University of Pittsburgh
September 15, 2005

Pitt Repertory Theatre Opens 2005-2006 Season of "Memory Plays" with Harold Pinter's Old Times, Sept. 21-Oct. 9

Each play accompanied by a "Memory Speaks!" seminar
Contact: 

Sharon Blake

412-624-4364

Cell: 412-277-6926

PITTSBURGH-The University of Pittsburgh Repertory Theatre's 2005-06 season-built around the theme "Memory Plays"-opens with Harold Pinter's Old Times, to run Sept. 21-Oct. 9 in the Henry Heymann Theatre in Pitt's Stephen Foster Memorial, Forbes Avenue and Bigelow Boulevard, Oakland.

Directed by Pitt Associate Professor of Theatre Arts W. Stephen Coleman and starring three Pitt Department of Theatre Arts faculty members-Melanie Dreyer, Doug Mertz, and Kathryn Spitz-Old Times is the story of two women and a man who spar with each other over the ownership of memories dating back to a mysterious relationship they may have shared. Pinter's suspenseful, minimalist, and ambiguous writing has an uncanny way of recreating the rhythms of speech and human interactions.

Old Times will be performed at 8 p.m. Thursdays through Saturdays and 2 p.m. Sundays. Tickets are $19 for reserved seats, $17 for Pitt faculty and staff, and $10 for students. For more information on seniors, groups, Pitt Alumni Association members, or the Encore!
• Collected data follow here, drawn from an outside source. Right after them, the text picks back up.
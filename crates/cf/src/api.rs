//! Cloud Foundry REST helper built on `cf curl`
//!
//! The uploader and Gearpump helpers need details the plain CLI does not
//! print (service instance GUIDs, user-provided service credentials,
//! bindings). `cf curl` reuses the ambient CLI session, so no separate
//! authentication is needed here.

use std::sync::Arc;

use serde_json::{json, Value};

use crate::cli::CfCli;
use crate::error::CfError;

/// Name used for the short-lived key created by
/// [`CfApi::temporary_key_data`].
const TEMPORARY_KEY_NAME: &str = "tapdeploy-temp-key";

/// REST client over `cf curl`.
pub struct CfApi {
    cli: Arc<CfCli>,
}

impl CfApi {
    /// Wrap a façade instance.
    pub fn new(cli: Arc<CfCli>) -> Self {
        Self { cli }
    }

    /// GET a CF API path and parse the JSON response.
    pub async fn curl_get(&self, path: &str) -> Result<Value, CfError> {
        let body = self.cli.run(&["curl", path]).await?;
        Self::parse_response(path, &body)
    }

    async fn curl_send(&self, path: &str, method: &str, payload: &str) -> Result<String, CfError> {
        self.cli
            .run(&["curl", path, "-X", method, "-d", payload])
            .await
    }

    fn parse_response(path: &str, body: &str) -> Result<Value, CfError> {
        let response: Value = serde_json::from_str(body)?;
        if response.get("error_code").is_some() {
            return Err(CfError::Api {
                path: path.to_string(),
                body: response.to_string(),
            });
        }
        Ok(response)
    }

    /// Create a service key for a service instance (managed or
    /// user-provided) and return the key document.
    pub async fn create_service_key(
        &self,
        service_guid: &str,
        key_name: &str,
    ) -> Result<Value, CfError> {
        let path = "/v2/service_keys";
        let payload = json!({
            "service_instance_guid": service_guid,
            "name": key_name,
        });
        let body = self.curl_send(path, "POST", &payload.to_string()).await?;
        Self::parse_response(path, &body)
    }

    /// Delete a service key by GUID.
    pub async fn delete_service_key(&self, key_guid: &str) -> Result<(), CfError> {
        let path = format!("/v2/service_keys/{key_guid}");
        self.curl_send(&path, "DELETE", "").await?;
        Ok(())
    }

    /// Create a short-lived service key for an instance, read its data,
    /// and delete it again. Used to obtain credentials for instances that
    /// expose them only through keys.
    pub async fn temporary_key_data(&self, instance_name: &str) -> Result<Value, CfError> {
        let service_guid = self.service_instance_guid(instance_name).await?;
        let key = self
            .create_service_key(&service_guid, TEMPORARY_KEY_NAME)
            .await?;
        let key_guid = string_at(&key, "/metadata/guid", "/v2/service_keys")?;
        self.delete_service_key(&key_guid).await?;
        Ok(key)
    }

    /// GUID of a service instance, looked up by name.
    pub async fn service_instance_guid(&self, instance_name: &str) -> Result<String, CfError> {
        let instances = self.all_service_instances().await?;
        let resources = instances
            .pointer("/resources")
            .and_then(Value::as_array)
            .ok_or_else(|| CfError::Api {
                path: "/v2/service_instances".to_string(),
                body: "response has no `resources` array".to_string(),
            })?;

        for resource in resources {
            if resource.pointer("/entity/name").and_then(Value::as_str) == Some(instance_name) {
                return string_at(resource, "/metadata/guid", "/v2/service_instances");
            }
        }

        Err(CfError::Api {
            path: "/v2/service_instances".to_string(),
            body: format!("no service instance named `{instance_name}`"),
        })
    }

    /// Details of a service instance, looked up by name.
    pub async fn service_instance(&self, instance_name: &str) -> Result<Value, CfError> {
        let guid = self.service_instance_guid(instance_name).await?;
        self.curl_get(&format!("/v2/service_instances/{guid}")).await
    }

    /// All service instances visible in the current space.
    pub async fn all_service_instances(&self) -> Result<Value, CfError> {
        self.curl_get("/v2/service_instances").await
    }

    /// Create a binding between a service instance and an application.
    pub async fn create_service_binding(
        &self,
        service_guid: &str,
        app_guid: &str,
    ) -> Result<Value, CfError> {
        let path = "/v2/service_bindings";
        let payload = json!({
            "service_instance_guid": service_guid,
            "app_guid": app_guid,
        });
        let body = self.curl_send(path, "POST", &payload.to_string()).await?;
        Self::parse_response(path, &body)
    }

    /// Delete a service binding. `binding` is a binding document with
    /// `metadata` and `entity` fields.
    pub async fn delete_service_binding(&self, binding: &Value) -> Result<(), CfError> {
        let url = string_at(binding, "/metadata/url", "/v2/service_bindings")?;
        let body = self.curl_send(&url, "DELETE", "").await?;
        // A successful DELETE returns an empty body; anything else is an
        // error description.
        if !body.trim().is_empty() {
            return Err(CfError::Api {
                path: url,
                body,
            });
        }
        Ok(())
    }

    /// Name of an application, looked up by GUID.
    pub async fn app_name(&self, app_guid: &str) -> Result<String, CfError> {
        let path = format!("/v2/apps/{app_guid}");
        let app = self.curl_get(&path).await?;
        string_at(&app, "/entity/name", &path)
    }

    /// Credentials document of a user-provided service instance.
    pub async fn upsi_credentials(&self, service_guid: &str) -> Result<Value, CfError> {
        let path = format!("/v2/user_provided_service_instances/{service_guid}");
        let upsi = self.curl_get(&path).await?;
        upsi.pointer("/entity/credentials")
            .cloned()
            .ok_or_else(|| CfError::Api {
                path,
                body: "response has no `entity.credentials`".to_string(),
            })
    }

    /// Bindings of a user-provided service instance.
    pub async fn upsi_bindings(&self, service_guid: &str) -> Result<Vec<Value>, CfError> {
        let path = format!(
            "/v2/user_provided_service_instances/{service_guid}/service_bindings"
        );
        let response = self.curl_get(&path).await?;
        response
            .pointer("/resources")
            .and_then(Value::as_array)
            .cloned()
            .ok_or_else(|| CfError::Api {
                path,
                body: "response has no `resources` array".to_string(),
            })
    }
}

/// Extract a string field from a JSON document or report which path was
/// malformed.
fn string_at(value: &Value, pointer: &str, api_path: &str) -> Result<String, CfError> {
    value
        .pointer(pointer)
        .and_then(Value::as_str)
        .map(ToString::to_string)
        .ok_or_else(|| CfError::Api {
            path: api_path.to_string(),
            body: format!("response has no `{pointer}` string"),
        })
}

#[cfg(test)]
#[path = "api_tests.rs"]
mod tests;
Card season pass, call 412-624-7529 or visit www.pitt.edu/~play.

Other performances in Pitt Rep's 2005-2006 season are:

Pericles (Oct. 26-Nov. 6)

By William Shakespeare

Directed by Russian guest artist Eduard Butenko

Charity Randall Theatre, Stephen Foster Memorial

Shakespeare's rarely performed romance is an adventure-filled fable of fortune and forgetfulness set in the Mediterranean.

A Lie of the Mind (Nov. 30-Dec. 11)

By Sam Shepard

Directed by Melanie Dreyer

Henry Heymann Theatre

An open-eyed dissection of love under the worst of circumstances, written by an American master.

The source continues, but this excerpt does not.